In modern health care practice, patients are strongly encouraged to make advanced health care plans, regardless of their age or health status. According to the Patient Self-Determination Act of 1990, hospitals, hospices, nursing homes, health maintenance organizations are required to provide patients with advanced information health care directives (Patient Self-Determination Act, 1990). The law does not apply to individual physicians; however, the AMA Code of Ethics strongly encourages therapists to discuss with patients their views on end-of-life treatment and explain the importance of advance health care directives (Advance care planning, 2011). End-of-life decisions should be made by a patient in consultation with their physician under the patient’s religious and cultural beliefs, values, and life experience.
A failure to articulate one’s goals for emergency care can lead to negative financial, psychological, and medical consequences for their families and friends. The absence of a living will place a heavy burden on the patient’s family and can cause disagreements regarding the patient’s care. Family members tend to make decisions under the influence of grief and spend an excessive amount of money to prolong the life of patients who cannot recover (Keeley, 2017). The stress of having to make difficult life-and-death choices can cause various psychological and medical problems in family members. Advance health care directives are strongly recommended to patients to protect their families from stress and ensure that they would not make decisions that would contradict patients’ intentions.
Conclusion
End-of-life care decisions are a sensitive issue that requires careful handling and collaboration between patients, their families, and health care professionals. It is the responsibility of a patient to take care of their end-of-life wishes and protect their interests in case they become incompetent. Physicians should inform patients about all available medical options and the importance of advance health care directives, and act following the patient’s decisions based on the principle of respect (Withholding and withdrawing life-sustaining treatment, 2016).

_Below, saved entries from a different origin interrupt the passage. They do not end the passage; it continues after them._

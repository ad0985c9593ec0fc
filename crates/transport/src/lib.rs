//! An abstraction layer for assistant chat transports.
//!
//! This crate establishes the protocol between the session engine and
//! whatever carries conversation turns over the wire (HTTP streaming,
//! server-sent events, a local fake). Types in this crate don't define
//! any behavior on their own; they are the constraints that transport
//! implementors adhere to.

#![deny(missing_docs)]

mod adapter;
mod context;
mod error;
mod request;
mod stream;

pub use adapter::*;
pub use context::*;
pub use error::*;
pub use request::*;
pub use stream::*;
use std::pin::Pin;
use std::task::{self, Poll};

use crate::TransportError;

/// The in-band value that terminates a turn's chunk stream.
///
/// The sentinel is control data. It is delivered to the consumer like
/// any other chunk, but it must never become message content.
pub const END_OF_TURN: &str = "__END__";

/// An open inbound chunk stream for one conversation turn.
pub trait TurnStream: Sized + Send + 'static {
    /// The error type that may be returned by this stream.
    type Error: TransportError;

    /// Attempts to pull out the next chunk of this stream.
    ///
    /// # Return value
    ///
    /// There are several possible values that can be returned:
    /// - `Poll::Pending` means the next chunk is not ready yet, and
    ///   the current task will be notified when it becomes available.
    /// - `Poll::Ready(Ok(Some(chunk)))` means the stream produced a
    ///   chunk. Chunks must be surfaced strictly in arrival order.
    ///   The empty string and [`END_OF_TURN`] are passed through
    ///   verbatim; interpreting them is the consumer's job, not the
    ///   adapter's.
    /// - `Poll::Ready(Ok(None))` means the stream is exhausted.
    /// - `Poll::Ready(Err(err))` means the stream failed, and no
    ///   further chunks will be produced.
    fn poll_next_chunk(
        self: Pin<&mut Self>,
        cx: &mut task::Context<'_>,
    ) -> Poll<Result<Option<String>, Self::Error>>;
}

Dying and making life-and-death decisions is hard, but the recent advances in palliative and recuperative care and the observance of basic ethical principles can make the process less stressful both for patients and their families.
References
Advance care planning. (2011). American Medical Association.
Calabro, R., Naro, A., De Luca, R., Russo, M., Caccamo, L., Manuli, A., Bramanti, A., & Bramanti, P. (2016). The right to die in chronic disorders of consciousness: Can we avoid the slippery slope argument? Innovations in Clinical Neuroscience, 13(11–12), pp. 12–24.
Gaudin, A. M. (1991). Cruzan v. Director, Missouri Department of Health: To die or not to die: That is the question. Louisiana Law Review, 52(6), pp. 1306–1345. Web.
Hospice care. (n. d.). Medicare.
Keeley, M. (2017). Family communication at the end of life. Behavioral Sciences, 7(3), pp. 45–51.
Physician-assisted suicide. (2016). American Medical Association.
Patient Self-Determination Act, H.R.4449 (1990).
Withholding or withdrawing life-sustaining treatment. (2016). American Medical Association.
WHO definition of palliative care. (n. d.). World Health Organization.